**** Task data ****
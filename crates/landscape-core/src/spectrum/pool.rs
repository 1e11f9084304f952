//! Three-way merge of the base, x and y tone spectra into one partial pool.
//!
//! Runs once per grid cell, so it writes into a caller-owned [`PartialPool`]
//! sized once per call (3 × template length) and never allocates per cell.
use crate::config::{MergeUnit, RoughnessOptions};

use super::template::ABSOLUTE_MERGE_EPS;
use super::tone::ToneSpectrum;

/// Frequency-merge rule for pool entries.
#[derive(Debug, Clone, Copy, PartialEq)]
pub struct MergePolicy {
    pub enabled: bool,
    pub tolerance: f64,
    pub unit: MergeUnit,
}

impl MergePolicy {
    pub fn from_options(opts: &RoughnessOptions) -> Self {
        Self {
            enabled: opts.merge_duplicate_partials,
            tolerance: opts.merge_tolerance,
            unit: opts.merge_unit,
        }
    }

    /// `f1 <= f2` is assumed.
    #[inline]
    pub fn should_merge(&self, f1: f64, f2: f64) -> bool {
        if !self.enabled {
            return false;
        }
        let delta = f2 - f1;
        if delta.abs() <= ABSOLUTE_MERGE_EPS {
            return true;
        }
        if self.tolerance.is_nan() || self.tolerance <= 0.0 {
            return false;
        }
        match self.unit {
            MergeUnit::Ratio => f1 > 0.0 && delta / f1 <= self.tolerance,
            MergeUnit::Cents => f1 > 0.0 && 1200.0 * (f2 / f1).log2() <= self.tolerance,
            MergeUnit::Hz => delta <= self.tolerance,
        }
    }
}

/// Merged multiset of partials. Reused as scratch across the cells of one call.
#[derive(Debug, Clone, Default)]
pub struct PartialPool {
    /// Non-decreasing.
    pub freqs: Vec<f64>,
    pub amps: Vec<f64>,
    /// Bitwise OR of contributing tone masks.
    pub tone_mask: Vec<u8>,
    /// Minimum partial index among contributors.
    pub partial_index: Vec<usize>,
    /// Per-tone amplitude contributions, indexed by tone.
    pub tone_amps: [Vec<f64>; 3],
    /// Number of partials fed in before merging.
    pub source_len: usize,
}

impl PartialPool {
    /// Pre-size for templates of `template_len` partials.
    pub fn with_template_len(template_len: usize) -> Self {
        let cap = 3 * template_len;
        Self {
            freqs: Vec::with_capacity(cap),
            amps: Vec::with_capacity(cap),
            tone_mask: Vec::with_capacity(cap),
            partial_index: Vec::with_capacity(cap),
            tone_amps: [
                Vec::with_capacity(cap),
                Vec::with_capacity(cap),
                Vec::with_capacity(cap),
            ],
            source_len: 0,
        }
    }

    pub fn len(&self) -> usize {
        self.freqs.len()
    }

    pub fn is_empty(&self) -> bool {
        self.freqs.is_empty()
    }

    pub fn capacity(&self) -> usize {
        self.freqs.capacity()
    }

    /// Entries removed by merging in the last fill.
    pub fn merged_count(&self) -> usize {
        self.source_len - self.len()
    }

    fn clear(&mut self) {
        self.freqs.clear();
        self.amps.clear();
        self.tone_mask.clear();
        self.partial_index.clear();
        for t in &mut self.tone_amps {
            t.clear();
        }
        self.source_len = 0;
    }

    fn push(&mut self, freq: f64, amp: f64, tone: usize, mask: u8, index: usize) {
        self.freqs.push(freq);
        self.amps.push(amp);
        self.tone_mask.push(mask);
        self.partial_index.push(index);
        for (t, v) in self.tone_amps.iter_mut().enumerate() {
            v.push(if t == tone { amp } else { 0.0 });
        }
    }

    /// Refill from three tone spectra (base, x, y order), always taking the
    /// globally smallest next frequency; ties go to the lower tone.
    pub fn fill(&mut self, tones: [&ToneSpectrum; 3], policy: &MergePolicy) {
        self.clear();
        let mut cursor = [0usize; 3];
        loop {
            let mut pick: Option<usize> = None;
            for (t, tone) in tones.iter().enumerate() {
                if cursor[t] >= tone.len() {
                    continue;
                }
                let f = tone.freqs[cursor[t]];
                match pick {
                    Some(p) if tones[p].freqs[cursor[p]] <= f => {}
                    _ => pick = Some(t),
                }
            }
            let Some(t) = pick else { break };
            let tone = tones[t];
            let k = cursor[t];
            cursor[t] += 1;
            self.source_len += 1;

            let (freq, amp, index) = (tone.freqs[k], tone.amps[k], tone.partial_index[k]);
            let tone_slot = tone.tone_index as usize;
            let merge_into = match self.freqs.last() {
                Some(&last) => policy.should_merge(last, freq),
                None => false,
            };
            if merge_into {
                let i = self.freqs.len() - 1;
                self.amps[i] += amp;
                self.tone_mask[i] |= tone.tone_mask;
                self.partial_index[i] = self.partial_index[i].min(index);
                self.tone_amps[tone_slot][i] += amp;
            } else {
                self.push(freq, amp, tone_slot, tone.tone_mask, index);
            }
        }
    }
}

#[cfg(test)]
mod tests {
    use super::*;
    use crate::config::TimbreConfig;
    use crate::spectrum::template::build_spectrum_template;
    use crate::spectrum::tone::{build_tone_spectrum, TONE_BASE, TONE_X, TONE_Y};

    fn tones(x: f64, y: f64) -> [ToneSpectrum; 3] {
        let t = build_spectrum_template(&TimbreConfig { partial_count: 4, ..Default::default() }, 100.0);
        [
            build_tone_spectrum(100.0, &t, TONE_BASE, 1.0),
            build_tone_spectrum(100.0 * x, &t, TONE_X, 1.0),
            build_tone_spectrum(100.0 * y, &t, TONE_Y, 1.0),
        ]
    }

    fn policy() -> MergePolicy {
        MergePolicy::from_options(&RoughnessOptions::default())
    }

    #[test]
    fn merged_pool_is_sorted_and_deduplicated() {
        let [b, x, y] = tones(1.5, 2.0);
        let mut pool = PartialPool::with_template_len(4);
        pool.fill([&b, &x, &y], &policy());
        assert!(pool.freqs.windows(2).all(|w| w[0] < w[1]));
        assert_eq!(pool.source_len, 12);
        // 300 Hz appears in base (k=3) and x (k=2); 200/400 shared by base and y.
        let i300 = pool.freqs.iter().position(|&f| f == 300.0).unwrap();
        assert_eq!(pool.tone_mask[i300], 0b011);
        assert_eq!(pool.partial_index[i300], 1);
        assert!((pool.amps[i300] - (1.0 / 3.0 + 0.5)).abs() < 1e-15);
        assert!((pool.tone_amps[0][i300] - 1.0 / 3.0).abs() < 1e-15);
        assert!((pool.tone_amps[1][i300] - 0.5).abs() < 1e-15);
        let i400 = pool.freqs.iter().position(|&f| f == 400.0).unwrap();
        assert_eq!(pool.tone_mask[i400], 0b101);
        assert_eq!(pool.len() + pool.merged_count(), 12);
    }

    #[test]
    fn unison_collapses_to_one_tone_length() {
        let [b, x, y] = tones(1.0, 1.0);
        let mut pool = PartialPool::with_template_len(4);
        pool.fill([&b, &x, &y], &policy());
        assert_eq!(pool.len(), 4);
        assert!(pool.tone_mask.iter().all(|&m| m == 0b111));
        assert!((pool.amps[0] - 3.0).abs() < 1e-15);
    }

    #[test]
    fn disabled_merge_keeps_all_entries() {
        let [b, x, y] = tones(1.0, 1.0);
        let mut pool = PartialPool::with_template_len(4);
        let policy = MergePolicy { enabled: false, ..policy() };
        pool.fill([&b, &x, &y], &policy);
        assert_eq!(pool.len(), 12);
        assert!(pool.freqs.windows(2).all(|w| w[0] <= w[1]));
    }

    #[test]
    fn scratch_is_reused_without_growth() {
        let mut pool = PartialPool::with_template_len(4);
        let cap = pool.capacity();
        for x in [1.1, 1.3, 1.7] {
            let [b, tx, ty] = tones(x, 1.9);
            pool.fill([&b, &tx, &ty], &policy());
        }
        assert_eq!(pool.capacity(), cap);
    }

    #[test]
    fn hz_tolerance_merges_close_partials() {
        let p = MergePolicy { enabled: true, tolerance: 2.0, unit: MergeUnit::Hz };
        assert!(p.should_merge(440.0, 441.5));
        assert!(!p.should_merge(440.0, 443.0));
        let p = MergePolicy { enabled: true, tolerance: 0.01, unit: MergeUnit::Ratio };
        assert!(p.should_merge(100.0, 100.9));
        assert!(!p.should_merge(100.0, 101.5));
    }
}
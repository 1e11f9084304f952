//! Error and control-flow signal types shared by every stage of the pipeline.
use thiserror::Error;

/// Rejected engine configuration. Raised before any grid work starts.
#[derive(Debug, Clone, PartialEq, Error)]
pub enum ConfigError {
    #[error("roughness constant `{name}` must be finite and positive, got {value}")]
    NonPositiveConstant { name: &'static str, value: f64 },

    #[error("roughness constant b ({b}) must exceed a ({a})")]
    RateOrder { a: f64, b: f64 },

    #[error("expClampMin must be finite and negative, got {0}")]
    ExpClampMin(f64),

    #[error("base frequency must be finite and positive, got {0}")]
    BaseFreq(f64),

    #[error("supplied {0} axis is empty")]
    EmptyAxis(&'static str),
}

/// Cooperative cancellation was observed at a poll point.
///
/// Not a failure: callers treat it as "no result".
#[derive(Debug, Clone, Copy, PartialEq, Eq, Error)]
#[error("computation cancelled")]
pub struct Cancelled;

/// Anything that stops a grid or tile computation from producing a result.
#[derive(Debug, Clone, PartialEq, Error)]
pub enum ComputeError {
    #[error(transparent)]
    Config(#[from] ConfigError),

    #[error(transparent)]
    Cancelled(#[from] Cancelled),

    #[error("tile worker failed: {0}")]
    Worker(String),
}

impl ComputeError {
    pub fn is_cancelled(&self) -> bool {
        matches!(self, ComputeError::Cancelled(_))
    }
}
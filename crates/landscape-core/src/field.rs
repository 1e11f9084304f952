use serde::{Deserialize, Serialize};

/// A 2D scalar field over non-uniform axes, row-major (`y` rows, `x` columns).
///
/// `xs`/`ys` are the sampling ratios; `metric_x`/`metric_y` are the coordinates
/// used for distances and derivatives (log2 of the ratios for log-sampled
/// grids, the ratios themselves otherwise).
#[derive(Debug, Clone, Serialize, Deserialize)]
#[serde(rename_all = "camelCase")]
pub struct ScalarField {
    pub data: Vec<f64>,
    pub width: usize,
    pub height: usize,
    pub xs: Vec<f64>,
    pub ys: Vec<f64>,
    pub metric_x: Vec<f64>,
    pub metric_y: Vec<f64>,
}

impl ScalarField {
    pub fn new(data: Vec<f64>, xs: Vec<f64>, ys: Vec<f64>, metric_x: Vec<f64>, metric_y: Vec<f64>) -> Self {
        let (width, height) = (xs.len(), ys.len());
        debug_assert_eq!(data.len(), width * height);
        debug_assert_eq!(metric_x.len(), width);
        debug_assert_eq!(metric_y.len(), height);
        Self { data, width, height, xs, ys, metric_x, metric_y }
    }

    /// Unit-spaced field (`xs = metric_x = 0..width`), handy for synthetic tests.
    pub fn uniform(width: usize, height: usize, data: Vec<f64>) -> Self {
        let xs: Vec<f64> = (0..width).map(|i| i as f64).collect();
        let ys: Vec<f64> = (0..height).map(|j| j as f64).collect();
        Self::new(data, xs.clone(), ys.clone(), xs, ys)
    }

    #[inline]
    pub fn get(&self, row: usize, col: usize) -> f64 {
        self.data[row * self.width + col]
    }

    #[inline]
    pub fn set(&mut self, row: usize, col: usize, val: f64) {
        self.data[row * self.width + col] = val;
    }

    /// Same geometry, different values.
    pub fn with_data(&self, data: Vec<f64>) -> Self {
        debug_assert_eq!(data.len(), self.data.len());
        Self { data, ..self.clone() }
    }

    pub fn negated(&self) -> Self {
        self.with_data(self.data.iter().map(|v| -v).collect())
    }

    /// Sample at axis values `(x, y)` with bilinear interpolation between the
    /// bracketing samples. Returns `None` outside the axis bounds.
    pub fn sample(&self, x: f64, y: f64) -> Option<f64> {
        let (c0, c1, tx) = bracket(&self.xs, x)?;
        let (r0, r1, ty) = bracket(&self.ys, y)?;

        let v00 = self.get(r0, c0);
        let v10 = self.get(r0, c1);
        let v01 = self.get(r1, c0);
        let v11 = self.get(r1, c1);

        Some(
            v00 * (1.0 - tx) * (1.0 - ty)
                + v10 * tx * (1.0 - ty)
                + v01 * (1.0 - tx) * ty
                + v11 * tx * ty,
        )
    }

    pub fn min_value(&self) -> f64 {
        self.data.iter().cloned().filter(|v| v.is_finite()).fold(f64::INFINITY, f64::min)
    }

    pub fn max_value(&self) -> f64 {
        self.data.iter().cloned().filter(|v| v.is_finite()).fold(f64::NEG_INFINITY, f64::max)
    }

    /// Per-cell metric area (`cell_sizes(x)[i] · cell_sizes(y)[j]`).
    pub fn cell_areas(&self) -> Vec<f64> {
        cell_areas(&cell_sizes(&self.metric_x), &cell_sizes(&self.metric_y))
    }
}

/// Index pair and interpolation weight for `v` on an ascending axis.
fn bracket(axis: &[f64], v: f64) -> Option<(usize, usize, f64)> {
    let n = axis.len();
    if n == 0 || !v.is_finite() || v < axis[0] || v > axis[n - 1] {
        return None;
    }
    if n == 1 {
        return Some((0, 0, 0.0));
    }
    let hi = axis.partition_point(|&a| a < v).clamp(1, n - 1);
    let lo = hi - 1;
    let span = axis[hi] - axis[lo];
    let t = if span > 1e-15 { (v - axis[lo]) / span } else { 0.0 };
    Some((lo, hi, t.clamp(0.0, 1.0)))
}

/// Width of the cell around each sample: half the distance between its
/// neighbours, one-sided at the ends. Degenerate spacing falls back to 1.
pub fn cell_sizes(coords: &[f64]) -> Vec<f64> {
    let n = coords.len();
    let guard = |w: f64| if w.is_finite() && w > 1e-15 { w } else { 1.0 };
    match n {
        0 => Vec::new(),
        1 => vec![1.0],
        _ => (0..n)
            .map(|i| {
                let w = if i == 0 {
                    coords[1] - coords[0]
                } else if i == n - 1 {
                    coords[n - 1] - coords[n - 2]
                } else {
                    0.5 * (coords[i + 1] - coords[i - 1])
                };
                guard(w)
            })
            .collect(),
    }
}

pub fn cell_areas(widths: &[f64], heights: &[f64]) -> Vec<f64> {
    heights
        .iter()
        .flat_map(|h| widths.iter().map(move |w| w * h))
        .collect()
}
****
▶ [Task item] Every line from the first through the one containing "use super::template::ABSOLUTE_MERGE_EPS;" in the listing above must be given again exactly, with nothing else alongside.

▶ [Exercise answer]
filename crates/landscape-core/src/spectrum/pool.rs
repository 1e11f9084304f952
//! Three-way merge of the base, x and y tone spectra into one partial pool.
//!
//! Runs once per grid cell, so it writes into a caller-owned [`PartialPool`]
//! sized once per call (3 × template length) and never allocates per cell.
use crate::config::{MergeUnit, RoughnessOptions};

use super::template::ABSOLUTE_MERGE_EPS;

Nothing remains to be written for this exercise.